Try it:
The full data must be written out exactly, with every line included.
──────── Material to process ────────
//! Identity backend surface (Firebase Auth in the browser build).
//!
//! SYSTEM CONTEXT
//! ==============
//! Only used in standalone mode. The backend owns tokens, refresh and
//! verification; this crate starts redirects, reads the pending redirect
//! result for diagnostics, signs out, and follows auth-state notifications.

#[cfg(test)]
#[path = "backend_test.rs"]
mod backend_test;

use std::rc::Rc;

use async_trait::async_trait;

use super::registration::Registration;
use super::types::BackendUser;

/// Provider id for Google sign-in.
pub const GOOGLE_PROVIDER_ID: &str = "google.com";

/// Called with the current user (or `None`) on subscribe and on every change.
pub type AuthStateCallback = Rc<dyn Fn(Option<BackendUser>)>;

/// Cross-session persistence mode for the backend's own session.
#[derive(Clone, Copy, Debug, Default, PartialEq, Eq)]
pub enum Persistence {
    /// Survives reloads and browser restarts.
    #[default]
    Local,
    /// Survives reloads within one tab.
    Session,
    /// Memory only.
    None,
}

impl Persistence {
    pub fn as_str(self) -> &'static str {
        match self {
            Self::Local => "local",
            Self::Session => "session",
            Self::None => "none",
        }
    }
}

/// OAuth provider and scopes for a redirect sign-in.
#[derive(Clone, Debug, PartialEq, Eq)]
pub struct ProviderRequest {
    pub provider_id: String,
    pub scopes: Vec<String>,
}

impl ProviderRequest {
    pub fn new(provider_id: &str) -> Self {
        Self { provider_id: provider_id.to_owned(), scopes: Vec::new() }
    }

    /// Google with the `profile` and `email` scopes.
    pub fn google() -> Self {
        Self::new(GOOGLE_PROVIDER_ID)
            .with_scope("profile")
            .with_scope("email")
    }

    /// Add a scope unless it is already requested.
    #[must_use]
    pub fn with_scope(mut self, scope: &str) -> Self {
        if !self.scopes.iter().any(|s| s == scope) {
            self.scopes.push(scope.to_owned());
        }
        self
    }
}

/// Pending redirect result, reduced to what gets logged.
#[derive(Clone, Debug, PartialEq, Eq)]
pub struct RedirectOutcome {
    pub user: BackendUser,
    pub has_credential: bool,
    pub has_access_token: bool,
}

#[derive(Debug, thiserror::Error)]
pub enum BackendError {
    #[error("identity backend not configured")]
    NotConfigured,
    #[error("set persistence failed: {0}")]
    Persistence(String),
    #[error("redirect result failed: {0}")]
    RedirectResult(String),
    #[error("redirect sign-in failed: {0}")]
    SignIn(String),
    #[error("sign-out failed: {0}")]
    SignOut(String),
}

#[async_trait(?Send)]
pub trait IdentityBackend {
    /// # Errors
    ///
    /// Returns `BackendError::Persistence` if the backend rejects the mode.
    async fn set_persistence(&self, persistence: Persistence) -> Result<(), BackendError>;

    /// Result of a redirect sign-in that just completed, if any.
    ///
    /// # Errors
    ///
    /// Returns `BackendError::RedirectResult` if retrieval fails.
    async fn redirect_result(&self) -> Result<Option<RedirectOutcome>, BackendError>;

    /// Navigate away to the provider. On success control normally never
    /// comes back to this page instance.
    ///
    /// # Errors
    ///
    /// Returns `BackendError::SignIn` if the redirect could not be started.
    async fn sign_in_with_redirect(&self, request: &ProviderRequest) -> Result<(), BackendError>;

    /// # Errors
    ///
    /// Returns `BackendError::SignOut` if the backend fails to sign out.
    async fn sign_out(&self) -> Result<(), BackendError>;

    /// Subscribe to auth-state changes until the registration is released.
    /// The callback fires once with the current user shortly after subscribing.
    fn on_auth_state_changed(&self, callback: AuthStateCallback) -> Registration;
}

/// Backend used when no identity provider is configured. Always signed out.
#[derive(Clone, Copy, Debug, Default)]
pub struct DetachedBackend;

#[async_trait(?Send)]
impl IdentityBackend for DetachedBackend {
    async fn set_persistence(&self, _persistence: Persistence) -> Result<(), BackendError> {
        Ok(())
    }

    async fn redirect_result(&self) -> Result<Option<RedirectOutcome>, BackendError> {
        Ok(None)
    }

    async fn sign_in_with_redirect(&self, _request: &ProviderRequest) -> Result<(), BackendError> {
        Err(BackendError::NotConfigured)
    }

    async fn sign_out(&self) -> Result<(), BackendError> {
        Ok(())
    }

    fn on_auth_state_changed(&self, callback: AuthStateCallback) -> Registration {
        callback(None);
        Registration::noop()
    }
}
//! Signed-in profile card.

#[cfg(test)]
#[path = "user_card_test.rs"]
mod user_card_test;

use leptos::prelude::*;

use crate::auth::user::{AuthMethod, NormalizedUser};

/// Badge text naming the sign-in path.
pub fn auth_method_label(method: AuthMethod) -> &'static str {
    match method {
        AuthMethod::HostApp => "Host app sign-in",
        AuthMethod::IdentityBackend => "Google sign-in",
    }
}

/// Heading for the card: display name, else email, else a generic label.
pub fn card_title(user: &NormalizedUser) -> String {
    non_blank(user.display_name.as_ref())
        .or_else(|| non_blank(user.email.as_ref()))
        .map_or_else(|| "Signed in".to_owned(), str::to_owned)
}

fn non_blank(value: Option<&String>) -> Option<&str> {
    value.map(String::as_str).filter(|s| !s.trim().is_empty())
}

/// Avatar, name, email, auth badge and a sign-out button.
#[component]
pub fn UserCard(user: NormalizedUser, method: AuthMethod, on_sign_out: Callback<()>) -> impl IntoView {
    let title = card_title(&user);
    let email = user.email.clone().unwrap_or_default();
    let avatar = user.avatar_url.clone();
    let unverified = !user.email_verified;

    view! {
        <div class="signin-card">
            {avatar.map(|src| view! { <img class="signin-card__avatar" src=src alt="Profile"/> })}
            <h2 class="signin-card__name">{title}</h2>
            <p class="signin-card__email">{email}</p>
            <Show when=move || unverified>
                <p class="signin-card__warning">"Email not verified"</p>
            </Show>
            <p class="signin-card__method">{auth_method_label(method)}</p>
            <button class="signin-button" on:click=move |_| on_sign_out.run(())>
                "Sign Out"
            </button>
        </div>
    }
}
────────
Finished exercise:
//! Identity backend surface (Firebase Auth in the browser build).
//!
//! SYSTEM CONTEXT
//! ==============
//! Only used in standalone mode. The backend owns tokens, refresh and
//! verification; this crate starts redirects, reads the pending redirect
//! result for diagnostics, signs out, and follows auth-state notifications.

#[cfg(test)]
#[path = "backend_test.rs"]
mod backend_test;

use std::rc::Rc;

use async_trait::async_trait;

use super::registration::Registration;
use super::types::BackendUser;

/// Provider id for Google sign-in.
pub const GOOGLE_PROVIDER_ID: &str = "google.com";

/// Called with the current user (or `None`) on subscribe and on every change.
pub type AuthStateCallback = Rc<dyn Fn(Option<BackendUser>)>;

/// Cross-session persistence mode for the backend's own session.
#[derive(Clone, Copy, Debug, Default, PartialEq, Eq)]
pub enum Persistence {
    /// Survives reloads and browser restarts.
    #[default]
    Local,
    /// Survives reloads within one tab.
    Session,
    /// Memory only.
    None,
}

impl Persistence {
    pub fn as_str(self) -> &'static str {
        match self {
            Self::Local => "local",
            Self::Session => "session",
            Self::None => "none",
        }
    }
}

/// OAuth provider and scopes for a redirect sign-in.
#[derive(Clone, Debug, PartialEq, Eq)]
pub struct ProviderRequest {
    pub provider_id: String,
    pub scopes: Vec<String>,
}

impl ProviderRequest {
    pub fn new(provider_id: &str) -> Self {
        Self { provider_id: provider_id.to_owned(), scopes: Vec::new() }
    }

    /// Google with the `profile` and `email` scopes.
    pub fn google() -> Self {
        Self::new(GOOGLE_PROVIDER_ID)
            .with_scope("profile")
            .with_scope("email")
    }

    /// Add a scope unless it is already requested.
    #[must_use]
    pub fn with_scope(mut self, scope: &str) -> Self {
        if !self.scopes.iter().any(|s| s == scope) {
            self.scopes.push(scope.to_owned());
        }
        self
    }
}

/// Pending redirect result, reduced to what gets logged.
#[derive(Clone, Debug, PartialEq, Eq)]
pub struct RedirectOutcome {
    pub user: BackendUser,
    pub has_credential: bool,
    pub has_access_token: bool,
}

#[derive(Debug, thiserror::Error)]
pub enum BackendError {
    #[error("identity backend not configured")]
    NotConfigured,
    #[error("set persistence failed: {0}")]
    Persistence(String),
    #[error("redirect result failed: {0}")]
    RedirectResult(String),
    #[error("redirect sign-in failed: {0}")]
    SignIn(String),
    #[error("sign-out failed: {0}")]
    SignOut(String),
}

#[async_trait(?Send)]
pub trait IdentityBackend {
    /// # Errors
    ///
    /// Returns `BackendError::Persistence` if the backend rejects the mode.
    async fn set_persistence(&self, persistence: Persistence) -> Result<(), BackendError>;

    /// Result of a redirect sign-in that just completed, if any.
    ///
    /// # Errors
    ///
    /// Returns `BackendError::RedirectResult` if retrieval fails.
    async fn redirect_result(&self) -> Result<Option<RedirectOutcome>, BackendError>;

    /// Navigate away to the provider. On success control normally never
    /// comes back to this page instance.
    ///
    /// # Errors
    ///
    /// Returns `BackendError::SignIn` if the redirect could not be started.
    async fn sign_in_with_redirect(&self, request: &ProviderRequest) -> Result<(), BackendError>;

    /// # Errors
    ///
    /// Returns `BackendError::SignOut` if the backend fails to sign out.
    async fn sign_out(&self) -> Result<(), BackendError>;

    /// Subscribe to auth-state changes until the registration is released.
    /// The callback fires once with the current user shortly after subscribing.
    fn on_auth_state_changed(&self, callback: AuthStateCallback) -> Registration;
}

/// Backend used when no identity provider is configured. Always signed out.
#[derive(Clone, Copy, Debug, Default)]
pub struct DetachedBackend;

#[async_trait(?Send)]
impl IdentityBackend for DetachedBackend {
    async fn set_persistence(&self, _persistence: Persistence) -> Result<(), BackendError> {
        Ok(())
    }

    async fn redirect_result(&self) -> Result<Option<RedirectOutcome>, BackendError> {
        Ok(None)
    }

    async fn sign_in_with_redirect(&self, _request: &ProviderRequest) -> Result<(), BackendError> {
        Err(BackendError::NotConfigured)
    }

    async fn sign_out(&self) -> Result<(), BackendError> {
        Ok(())
    }

    fn on_auth_state_changed(&self, callback: AuthStateCallback) -> Registration {
        callback(None);
        Registration::noop()
    }
}
//! Signed-in profile card.

#[cfg(test)]
#[path = "user_card_test.rs"]
mod user_card_test;

use leptos::prelude::*;

use crate::auth::user::{AuthMethod, NormalizedUser};

/// Badge text naming the sign-in path.
pub fn auth_method_label(method: AuthMethod) -> &'static str {
    match method {
        AuthMethod::HostApp => "Host app sign-in",
        AuthMethod::IdentityBackend => "Google sign-in",
    }
}

/// Heading for the card: display name, else email, else a generic label.
pub fn card_title(user: &NormalizedUser) -> String {
    non_blank(user.display_name.as_ref())
        .or_else(|| non_blank(user.email.as_ref()))
        .map_or_else(|| "Signed in".to_owned(), str::to_owned)
}

fn non_blank(value: Option<&String>) -> Option<&str> {
    value.map(String::as_str).filter(|s| !s.trim().is_empty())
}

/// Avatar, name, email, auth badge and a sign-out button.
#[component]
pub fn UserCard(user: NormalizedUser, method: AuthMethod, on_sign_out: Callback<()>) -> impl IntoView {
    let title = card_title(&user);
    let email = user.email.clone().unwrap_or_default();
    let avatar = user.avatar_url.clone();
    let unverified = !user.email_verified;

    view! {
        <div class="signin-card">
            {avatar.map(|src| view! { <img class="signin-card__avatar" src=src alt="Profile"/> })}
            <h2 class="signin-card__name">{title}</h2>
            <p class="signin-card__email">{email}</p>
            <Show when=move || unverified>
                <p class="signin-card__warning">"Email not verified"</p>
            </Show>
            <p class="signin-card__method">{auth_method_label(method)}</p>
            <button class="signin-button" on:click=move |_| on_sign_out.run(())>
                "Sign Out"
            </button>
        </div>
    }
}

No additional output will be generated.